Boheme Opera Review: ‘Madama Butterfly’

Date:

Share post:

Simplicity is its own reward in Boheme Opera New Jersey’s recent production of Giacomo Puccini’s “Madama Butterfly.”

“Simplicity” might not register as a word denoting high praise. In regard to Boheme’s “Butterfly,” directed by Stefanos Koroneos and conducted by Joseph Pucciatti, it is a blessed boon that allows the beauty of Puccini’s music, the pathos of one of literature’s saddest stories, and the abundant talents of Koroneos’ uniformly excellent cast to be elegantly exposed and unceasingly gripping.

Koroneos keeps his production elemental. Little fancy or bold occurs. In place of flash and flare, Koroneos opts for the straightforward and direct. His is a realistic “Butterfly” that depicts extraordinary events in an ordinary way seemingly akin to how even the dramatic unfolds in life.

The approach is counterintuitively effective. It makes each moment of the opera important and creates its own brand of intensity. Koroneos’ simplicity, coupled with Pucciatti’s perfect tempo, allows you to see the wealth of thoughts going on in each character’s mind as he or she sings. It makes for an expressive yet introspective articulation of all that “Butterfly’s” various storytellers — John Luther Long (the story’s original writer), David Belasco (the playwright that brought it to the stage), and Luigi Illica and Giuseppe Giacosa (the opera’s librettists) — provide for the performers to relate.

Out of simplicity comes complexity that elicits emotions more intimately and essentially than high dudgeon and exaggerated drama would. The Boheme production of “Madama Butterfly” is lovely and affecting because it stays within human bounds, lets you clearly see and understand what the lead characters — Butterfly, Pinkerton, Sharpless, Suzuki, and Goro — believe and consider, and makes the tragedy to come more desolating and poignant.

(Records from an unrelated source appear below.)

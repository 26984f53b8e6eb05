//! tiny_http server on a background thread.

use std::sync::{Arc, Mutex};
use std::thread::{self, JoinHandle};

use serde::{Deserialize, Serialize};
use tiny_http::{Header, Method, Request, Response, Server};

use crate::{DebugCommand, DebugState};

type HandlerError = Box<dyn std::error::Error + Send + Sync>;

#[derive(Debug, thiserror::Error)]
pub enum DebugServerError {
    #[error("failed to bind to port {port}: {error}")]
    BindError { port: u16, error: String },
    #[error("failed to spawn server thread: {0}")]
    Spawn(#[source] std::io::Error),
}

pub struct DebugServer {
    port: u16,
    actual_port: Option<u16>,
    handle: Option<JoinHandle<()>>,
}

#[derive(Deserialize)]
struct CommandRequest {
    command: String,
}

#[derive(Serialize)]
struct CommandResponse {
    executed: bool,
    command: String,
}

#[derive(Serialize)]
struct HealthResponse {
    status: &'static str,
    uptime_seconds: f64,
}

impl DebugServer {
    /// Port 0 lets the OS choose; see [`actual_port`](Self::actual_port).
    #[must_use]
    pub fn new(port: u16) -> Self {
        Self {
            port,
            actual_port: None,
            handle: None,
        }
    }

    pub fn start(&mut self, state: Arc<Mutex<DebugState>>) -> Result<(), DebugServerError> {
        let server = Server::http(format!("127.0.0.1:{}", self.port)).map_err(|e| {
            DebugServerError::BindError {
                port: self.port,
                error: e.to_string(),
            }
        })?;

        let actual_port = server
            .server_addr()
            .to_ip()
            .map(|addr| addr.port())
            .unwrap_or(self.port);
        self.actual_port = Some(actual_port);

        let handle = thread::Builder::new()
            .name("debug-api".into())
            .spawn(move || Self::run_server(server, state))
            .map_err(DebugServerError::Spawn)?;
        self.handle = Some(handle);
        log::info!("Debug API listening on 127.0.0.1:{actual_port}");
        Ok(())
    }

    /// Detaches the server thread. tiny_http has no graceful shutdown and the
    /// thread may be parked in `incoming_requests`, so it is not joined.
    pub fn stop(&mut self) {
        if let Some(handle) = self.handle.take() {
            std::mem::forget(handle);
        }
    }

    #[must_use]
    pub fn actual_port(&self) -> u16 {
        self.actual_port.unwrap_or(self.port)
    }

    fn run_server(server: Server, state: Arc<Mutex<DebugState>>) {
        for request in server.incoming_requests() {
            if let Err(e) = Self::handle_request(request, &state) {
                log::warn!("Debug API request failed: {e}");
            }
        }
    }

    fn handle_request(
        mut request: Request,
        state: &Arc<Mutex<DebugState>>,
    ) -> Result<(), HandlerError> {
        let response = match (request.method(), request.url()) {
            (&Method::Get, "/health") => {
                let uptime_seconds = lock(state)?.uptime_seconds;
                json_response(&HealthResponse {
                    status: "ok",
                    uptime_seconds,
                })?
            }
            (&Method::Get, "/metrics") => json_response(&*lock(state)?)?,
            (&Method::Get, "/bodies") => json_response(&lock(state)?.bodies)?,
            (&Method::Post, "/command") => {
                let mut body = String::new();
                request.as_reader().read_to_string(&mut body)?;
                match serde_json::from_str::<CommandRequest>(&body) {
                    Ok(req) => {
                        let parsed = DebugCommand::parse(&req.command);
                        if let Some(command) = parsed {
                            lock(state)?.push_command(command);
                        }
                        json_response(&CommandResponse {
                            executed: parsed.is_some(),
                            command: req.command,
                        })?
                    }
                    Err(e) => {
                        Response::from_string(format!("invalid command body: {e}"))
                            .with_status_code(400)
                    }
                }
            }
            _ => Response::from_string("Not Found").with_status_code(404),
        };

        request.respond(response)?;
        Ok(())
    }
}

fn lock(state: &Mutex<DebugState>) -> Result<std::sync::MutexGuard<'_, DebugState>, HandlerError> {
    state.lock().map_err(|_| "debug state poisoned".into())
}

fn json_response<T: Serialize + ?Sized>(
    value: &T,
) -> Result<Response<std::io::Cursor<Vec<u8>>>, HandlerError> {
    let json = serde_json::to_string(value)?;
    let header = Header::from_bytes(&b"Content-Type"[..], &b"application/json"[..])
        .map_err(|()| "invalid content-type header")?;
    Ok(Response::from_string(json).with_header(header))
}

impl Drop for DebugServer {
    fn drop(&mut self) {
        self.stop();
    }
}
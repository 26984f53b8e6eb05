//! Fixed constants for the bodies of the solar system.
//!
//! Sizes are ratios of Earth's radius, distances ratios of Earth's orbital
//! distance, periods in Earth days or Earth years. Entries are listed so that
//! every parent and pivot precedes the bodies that reference it.

use crate::body::Direction;
use crate::rates::{OrbitalPeriod, SpinMode};

pub const SUN: &str = "Sun";
pub const MERCURY: &str = "Mercury";
pub const VENUS: &str = "Venus";
pub const EARTH: &str = "Earth";
pub const MOON: &str = "Moon";
pub const MARS: &str = "Mars";
pub const JUPITER: &str = "Jupiter";
pub const SATURN: &str = "Saturn";
pub const SATURN_RING: &str = "Saturn Ring";
pub const URANUS: &str = "Uranus";
pub const NEPTUNE: &str = "Neptune";

/// Moon's sidereal rotation and orbital period, in Earth days.
pub const MOON_PERIOD_DAYS: f64 = 27.32;

/// Broad category of a catalog entry.
#[derive(Clone, Copy, Debug, PartialEq, Eq)]
pub enum Class {
    Star,
    Planet,
    Moon,
    Ring,
}

/// Size of a body relative to Earth, or to its parent for rings.
#[derive(Clone, Copy, Debug, PartialEq)]
pub enum Extent {
    /// Radius as a multiple of Earth's.
    Sphere(f64),
    /// Radius as a multiple of Earth's, then scaled by the sun compression.
    CompressedSphere(f64),
    /// Annulus radii as multiples of the parent's radius.
    Ring { inner: f64, outer: f64 },
}

/// Initial offset of a body from its pivot, along `-Z`.
#[derive(Clone, Copy, Debug, PartialEq)]
pub enum Distance {
    /// Sits on its pivot.
    Center,
    /// Multiple of Earth's orbital distance.
    EarthDistances(f64),
    /// Multiple of Earth's radius.
    EarthRadii(f64),
}

/// One catalog entry.
#[derive(Clone, Copy, Debug, PartialEq)]
pub struct BodySpec {
    pub name: &'static str,
    pub class: Class,
    /// Frame the body lives in. `None` is the world frame.
    pub parent: Option<&'static str>,
    /// Body revolved around. `None` is the world origin.
    pub pivot: Option<&'static str>,
    pub extent: Extent,
    pub distance: Distance,
    pub spin: SpinMode,
    /// `None` for bodies that do not revolve.
    pub orbit: Option<OrbitalPeriod>,
    pub rotation: Direction,
    pub revolution: Direction,
}

const fn planet(
    name: &'static str,
    radius: f64,
    distance: f64,
    rotation_days: f64,
    orbit: OrbitalPeriod,
    rotation: Direction,
) -> BodySpec {
    BodySpec {
        name,
        class: Class::Planet,
        parent: None,
        pivot: Some(SUN),
        extent: Extent::Sphere(radius),
        distance: Distance::EarthDistances(distance),
        spin: SpinMode::Free {
            period_days: rotation_days,
        },
        orbit: Some(orbit),
        rotation,
        revolution: Direction::Prograde,
    }
}

/// The solar system, Sun first.
pub const CATALOG: &[BodySpec] = &[
    BodySpec {
        name: SUN,
        class: Class::Star,
        parent: None,
        pivot: None,
        extent: Extent::CompressedSphere(109.0),
        distance: Distance::Center,
        spin: SpinMode::Free { period_days: 25.38 },
        orbit: None,
        rotation: Direction::Prograde,
        revolution: Direction::Prograde,
    },
    planet(MERCURY, 0.38, 0.39, 58.6, OrbitalPeriod::Days(87.97), Direction::Prograde),
    planet(VENUS, 0.95, 0.72, 243.0, OrbitalPeriod::Days(224.7), Direction::Retrograde),
    planet(EARTH, 1.0, 1.0, 1.0, OrbitalPeriod::Years(1.0), Direction::Prograde),
    BodySpec {
        name: MOON,
        class: Class::Moon,
        parent: Some(EARTH),
        pivot: Some(EARTH),
        extent: Extent::Sphere(0.27),
        distance: Distance::EarthRadii(5.0),
        spin: SpinMode::TidallyLocked {
            period_days: MOON_PERIOD_DAYS,
        },
        orbit: Some(OrbitalPeriod::Days(MOON_PERIOD_DAYS)),
        rotation: Direction::Prograde,
        revolution: Direction::Prograde,
    },
    planet(MARS, 0.53, 1.52, 1.03, OrbitalPeriod::Years(1.88), Direction::Prograde),
    planet(JUPITER, 11.21, 5.19, 0.41, OrbitalPeriod::Years(11.86), Direction::Prograde),
    planet(SATURN, 9.45, 9.54, 0.45, OrbitalPeriod::Years(29.46), Direction::Prograde),
    BodySpec {
        name: SATURN_RING,
        class: Class::Ring,
        parent: Some(SATURN),
        pivot: Some(SATURN),
        extent: Extent::Ring {
            inner: 1.1,
            outer: 1.3,
        },
        distance: Distance::Center,
        spin: SpinMode::Fixed,
        orbit: None,
        rotation: Direction::Prograde,
        revolution: Direction::Prograde,
    },
    planet(URANUS, 4.01, 19.19, 0.72, OrbitalPeriod::Years(84.01), Direction::Retrograde),
    planet(NEPTUNE, 3.88, 30.07, 0.67, OrbitalPeriod::Years(164.8), Direction::Prograde),
];

/// Looks up a catalog entry by name.
pub fn spec(name: &str) -> Option<&'static BodySpec> {
    CATALOG.iter().find(|s| s.name == name)
}
//! GPU device initialization and surface management.

use std::sync::Arc;
use winit::window::Window;

/// Failures while bringing up the GPU.
#[derive(Debug, thiserror::Error)]
pub enum RenderContextError {
    #[error("no compatible GPU adapter found")]
    NoAdapter,

    #[error("failed to request GPU device: {0}")]
    DeviceRequest(#[from] wgpu::RequestDeviceError),

    #[error("failed to create surface: {0}")]
    SurfaceCreation(#[from] wgpu::CreateSurfaceError),
}

/// Failures while acquiring a frame.
#[derive(Debug, thiserror::Error, PartialEq, Eq)]
pub enum SurfaceError {
    /// Surface was lost and reconfiguring did not bring it back.
    #[error("surface lost")]
    Lost,

    #[error("out of memory")]
    OutOfMemory,

    /// Recoverable; skip the frame.
    #[error("timeout")]
    Timeout,
}

/// Owns the wgpu device, queue, and window surface.
pub struct RenderContext {
    pub instance: wgpu::Instance,
    pub adapter: wgpu::Adapter,
    pub device: wgpu::Device,
    pub queue: wgpu::Queue,
    pub surface: wgpu::Surface<'static>,
    pub surface_config: wgpu::SurfaceConfiguration,
    pub surface_format: wgpu::TextureFormat,
}

impl RenderContext {
    pub async fn new(window: Arc<Window>, vsync: bool) -> Result<Self, RenderContextError> {
        let instance = wgpu::Instance::new(&wgpu::InstanceDescriptor {
            backends: wgpu::Backends::all(),
            ..Default::default()
        });

        let size = window.inner_size();
        let surface = instance.create_surface(window)?;

        let adapter = instance
            .request_adapter(&wgpu::RequestAdapterOptions {
                power_preference: wgpu::PowerPreference::HighPerformance,
                compatible_surface: Some(&surface),
                force_fallback_adapter: false,
            })
            .await
            .map_err(|_| RenderContextError::NoAdapter)?;

        let info = adapter.get_info();
        log::info!(
            "Selected GPU: {} ({:?}, {:?})",
            info.name,
            info.backend,
            info.device_type
        );

        let (device, queue) = adapter
            .request_device(&wgpu::DeviceDescriptor {
                label: Some("orrery-device"),
                required_features: wgpu::Features::empty(),
                required_limits: wgpu::Limits::default(),
                memory_hints: wgpu::MemoryHints::default(),
                experimental_features: wgpu::ExperimentalFeatures::default(),
                trace: wgpu::Trace::Off,
            })
            .await?;

        let surface_caps = surface.get_capabilities(&adapter);
        let surface_format = select_preferred_srgb_format(&surface_caps.formats);
        let present_mode = select_present_mode(&surface_caps.present_modes, vsync);
        log::debug!("surface format {surface_format:?}, present mode {present_mode:?}");

        let surface_config = wgpu::SurfaceConfiguration {
            usage: wgpu::TextureUsages::RENDER_ATTACHMENT,
            format: surface_format,
            width: size.width.max(1),
            height: size.height.max(1),
            present_mode,
            alpha_mode: surface_caps.alpha_modes[0],
            view_formats: vec![],
            desired_maximum_frame_latency: 2,
        };
        surface.configure(&device, &surface_config);

        Ok(Self {
            instance,
            adapter,
            device,
            queue,
            surface,
            surface_config,
            surface_format,
        })
    }

    /// Reconfigures the surface. Zero dimensions are clamped to 1.
    pub fn resize(&mut self, width: u32, height: u32) {
        self.surface_config.width = width.max(1);
        self.surface_config.height = height.max(1);
        self.surface.configure(&self.device, &self.surface_config);
    }

    pub fn size(&self) -> (u32, u32) {
        (self.surface_config.width, self.surface_config.height)
    }

    /// Acquires the next frame, reconfiguring once if the surface was lost or
    /// outdated.
    pub fn get_current_texture(&self) -> Result<wgpu::SurfaceTexture, SurfaceError> {
        match self.surface.get_current_texture() {
            Ok(texture) => Ok(texture),
            Err(wgpu::SurfaceError::Lost | wgpu::SurfaceError::Outdated) => {
                log::warn!("Surface lost or outdated, reconfiguring");
                self.surface.configure(&self.device, &self.surface_config);
                self.surface
                    .get_current_texture()
                    .map_err(|_| SurfaceError::Lost)
            }
            Err(wgpu::SurfaceError::OutOfMemory) => Err(SurfaceError::OutOfMemory),
            Err(wgpu::SurfaceError::Timeout) => Err(SurfaceError::Timeout),
            Err(wgpu::SurfaceError::Other) => {
                log::error!("Unknown surface error occurred");
                Err(SurfaceError::Lost)
            }
        }
    }
}

pub fn init_render_context_blocking(
    window: Arc<Window>,
    vsync: bool,
) -> Result<RenderContext, RenderContextError> {
    pollster::block_on(RenderContext::new(window, vsync))
}

fn select_preferred_srgb_format(formats: &[wgpu::TextureFormat]) -> wgpu::TextureFormat {
    if formats.contains(&wgpu::TextureFormat::Bgra8UnormSrgb) {
        wgpu::TextureFormat::Bgra8UnormSrgb
    } else if formats.contains(&wgpu::TextureFormat::Rgba8UnormSrgb) {
        wgpu::TextureFormat::Rgba8UnormSrgb
    } else {
        formats
            .iter()
            .copied()
            .find(|f| f.is_srgb())
            .unwrap_or(formats[0])
    }
}

fn select_present_mode(modes: &[wgpu::PresentMode], vsync: bool) -> wgpu::PresentMode {
    if vsync {
        return wgpu::PresentMode::Fifo;
    }
    [wgpu::PresentMode::Mailbox, wgpu::PresentMode::Immediate]
        .into_iter()
        .find(|m| modes.contains(m))
        .unwrap_or(wgpu::PresentMode::Fifo)
}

Both Koroneos and Pucciatti are meticulous in their styles. Boheme Opera New Jersey specializes in clean, efficient style of presentation that illuminates an opera and makes its individual facets more visible and moving. It would be impossible to watch, or hear, this production of “Madama Butterfly” without your heart constantly breaking for Butterfly (Ashley Bell), your disdain and pity alternately building for Pinkerton (Jeremy Brauner), the American naval officer who marries Butterfly under convenient terms for convenient purposes, and you constantly wishing the wisdom of the Sharpless (Daniel Sutin), a U.S. consul to Japan and misgivings of Suzuki (Ashley Kay Armstrong), Butterfly’s servant, would have more influence.

Koroneos and Pucciatti involve you deeply in Butterfly’s romantic nature, Pinkerton’s practical and legalistic attitude, Suzuki’s prescient perceptions and worries, and Sharpless’s remarkable diplomacy and attempts to prevent, then ameliorate, a foreseeably calamitous situation. The result is a production as beautiful as Long’s original story and Puccini’s lush and affecting score.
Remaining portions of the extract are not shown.